TASK:
Return, word for word, only the lines of the data below that lie between the line with "Attendance API Handlers" and the line with "const RESOURCE: &str", those two lines included.

MATERIAL SHOWN:
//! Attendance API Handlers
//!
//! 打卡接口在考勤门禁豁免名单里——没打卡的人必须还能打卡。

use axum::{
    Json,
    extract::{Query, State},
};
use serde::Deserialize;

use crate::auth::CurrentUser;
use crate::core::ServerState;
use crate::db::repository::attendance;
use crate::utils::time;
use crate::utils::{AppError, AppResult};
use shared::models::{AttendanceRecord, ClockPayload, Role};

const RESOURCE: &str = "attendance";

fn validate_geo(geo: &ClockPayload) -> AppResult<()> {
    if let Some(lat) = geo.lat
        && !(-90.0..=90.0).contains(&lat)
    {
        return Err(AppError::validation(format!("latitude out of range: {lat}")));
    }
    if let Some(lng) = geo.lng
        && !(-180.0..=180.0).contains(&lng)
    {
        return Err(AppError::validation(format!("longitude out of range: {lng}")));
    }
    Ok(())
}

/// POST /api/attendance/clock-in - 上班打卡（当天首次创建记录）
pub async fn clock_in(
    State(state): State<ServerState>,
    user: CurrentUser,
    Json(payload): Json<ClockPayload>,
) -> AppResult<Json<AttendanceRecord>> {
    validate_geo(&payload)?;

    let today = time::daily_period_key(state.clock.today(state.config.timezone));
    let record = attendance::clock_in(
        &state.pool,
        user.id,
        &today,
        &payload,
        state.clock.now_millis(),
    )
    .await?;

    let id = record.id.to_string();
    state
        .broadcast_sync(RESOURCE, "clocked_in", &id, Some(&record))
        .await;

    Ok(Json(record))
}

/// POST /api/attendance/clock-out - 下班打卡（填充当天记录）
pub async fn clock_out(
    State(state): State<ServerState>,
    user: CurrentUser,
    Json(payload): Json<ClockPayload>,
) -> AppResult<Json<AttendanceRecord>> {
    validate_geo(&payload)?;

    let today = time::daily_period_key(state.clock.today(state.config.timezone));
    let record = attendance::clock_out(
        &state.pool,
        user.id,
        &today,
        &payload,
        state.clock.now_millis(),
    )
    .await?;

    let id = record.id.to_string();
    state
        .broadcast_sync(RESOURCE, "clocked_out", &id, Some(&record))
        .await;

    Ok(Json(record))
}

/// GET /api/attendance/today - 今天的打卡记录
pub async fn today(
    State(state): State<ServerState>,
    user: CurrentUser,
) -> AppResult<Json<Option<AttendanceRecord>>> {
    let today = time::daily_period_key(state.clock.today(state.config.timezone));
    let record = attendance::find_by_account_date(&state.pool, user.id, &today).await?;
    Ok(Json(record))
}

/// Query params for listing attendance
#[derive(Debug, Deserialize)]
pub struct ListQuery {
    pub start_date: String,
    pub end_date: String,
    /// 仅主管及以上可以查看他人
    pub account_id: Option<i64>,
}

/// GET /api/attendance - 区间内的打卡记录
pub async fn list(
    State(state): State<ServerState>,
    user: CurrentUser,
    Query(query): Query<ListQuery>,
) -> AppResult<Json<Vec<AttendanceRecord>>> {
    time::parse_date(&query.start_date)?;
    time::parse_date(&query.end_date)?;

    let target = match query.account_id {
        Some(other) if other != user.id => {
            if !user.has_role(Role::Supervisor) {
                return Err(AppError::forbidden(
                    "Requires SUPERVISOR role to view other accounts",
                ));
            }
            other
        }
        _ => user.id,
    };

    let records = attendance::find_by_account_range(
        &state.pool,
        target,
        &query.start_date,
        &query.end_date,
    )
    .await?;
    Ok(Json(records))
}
...
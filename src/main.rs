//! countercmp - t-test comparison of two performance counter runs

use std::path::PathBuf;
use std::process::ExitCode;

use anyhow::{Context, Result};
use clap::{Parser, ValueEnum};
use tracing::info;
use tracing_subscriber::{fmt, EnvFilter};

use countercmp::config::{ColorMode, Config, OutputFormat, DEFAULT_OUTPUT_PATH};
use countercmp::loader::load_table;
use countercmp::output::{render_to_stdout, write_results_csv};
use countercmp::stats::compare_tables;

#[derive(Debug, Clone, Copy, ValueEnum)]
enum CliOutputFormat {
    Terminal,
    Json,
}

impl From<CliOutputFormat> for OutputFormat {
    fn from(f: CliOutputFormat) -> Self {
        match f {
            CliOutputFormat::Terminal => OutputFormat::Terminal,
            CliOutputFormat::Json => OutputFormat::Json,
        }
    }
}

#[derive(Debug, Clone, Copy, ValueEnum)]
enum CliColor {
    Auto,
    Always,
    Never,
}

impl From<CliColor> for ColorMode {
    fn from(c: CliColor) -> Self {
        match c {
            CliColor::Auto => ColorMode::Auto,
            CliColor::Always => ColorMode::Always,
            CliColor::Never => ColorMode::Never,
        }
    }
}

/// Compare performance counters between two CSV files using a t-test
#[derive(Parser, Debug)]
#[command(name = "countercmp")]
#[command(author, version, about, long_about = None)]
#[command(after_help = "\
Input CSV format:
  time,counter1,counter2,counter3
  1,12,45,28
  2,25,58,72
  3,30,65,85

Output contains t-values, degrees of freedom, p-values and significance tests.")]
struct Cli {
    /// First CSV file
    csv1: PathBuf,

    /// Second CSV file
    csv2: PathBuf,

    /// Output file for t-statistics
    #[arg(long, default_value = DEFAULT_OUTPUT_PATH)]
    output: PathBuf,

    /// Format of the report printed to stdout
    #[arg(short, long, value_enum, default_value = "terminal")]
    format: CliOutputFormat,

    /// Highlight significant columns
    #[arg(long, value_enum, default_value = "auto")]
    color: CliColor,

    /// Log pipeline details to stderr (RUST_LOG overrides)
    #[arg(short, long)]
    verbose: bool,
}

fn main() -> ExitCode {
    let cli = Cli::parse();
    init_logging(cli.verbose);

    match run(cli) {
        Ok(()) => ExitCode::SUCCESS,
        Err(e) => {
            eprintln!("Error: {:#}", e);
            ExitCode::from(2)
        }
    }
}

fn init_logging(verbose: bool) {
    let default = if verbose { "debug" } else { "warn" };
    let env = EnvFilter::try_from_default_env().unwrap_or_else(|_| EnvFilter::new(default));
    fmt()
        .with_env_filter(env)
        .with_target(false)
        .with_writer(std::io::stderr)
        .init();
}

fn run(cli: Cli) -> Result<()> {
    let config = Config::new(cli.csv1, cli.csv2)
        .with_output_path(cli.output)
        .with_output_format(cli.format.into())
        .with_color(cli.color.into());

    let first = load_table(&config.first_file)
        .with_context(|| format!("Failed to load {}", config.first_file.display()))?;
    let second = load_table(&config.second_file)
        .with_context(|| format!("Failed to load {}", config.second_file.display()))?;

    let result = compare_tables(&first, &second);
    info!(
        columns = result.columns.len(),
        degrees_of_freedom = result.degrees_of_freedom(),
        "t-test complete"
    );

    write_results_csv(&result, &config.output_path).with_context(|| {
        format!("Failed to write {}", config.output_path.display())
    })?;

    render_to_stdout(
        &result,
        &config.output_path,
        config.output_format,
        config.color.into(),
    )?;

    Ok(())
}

SOLUTION TO THIS PROBLEM:
//! Attendance API Handlers
//!
//! 打卡接口在考勤门禁豁免名单里——没打卡的人必须还能打卡。

use axum::{
    Json,
    extract::{Query, State},
};
use serde::Deserialize;

use crate::auth::CurrentUser;
use crate::core::ServerState;
use crate::db::repository::attendance;
use crate::utils::time;
use crate::utils::{AppError, AppResult};
use shared::models::{AttendanceRecord, ClockPayload, Role};

const RESOURCE: &str = "attendance";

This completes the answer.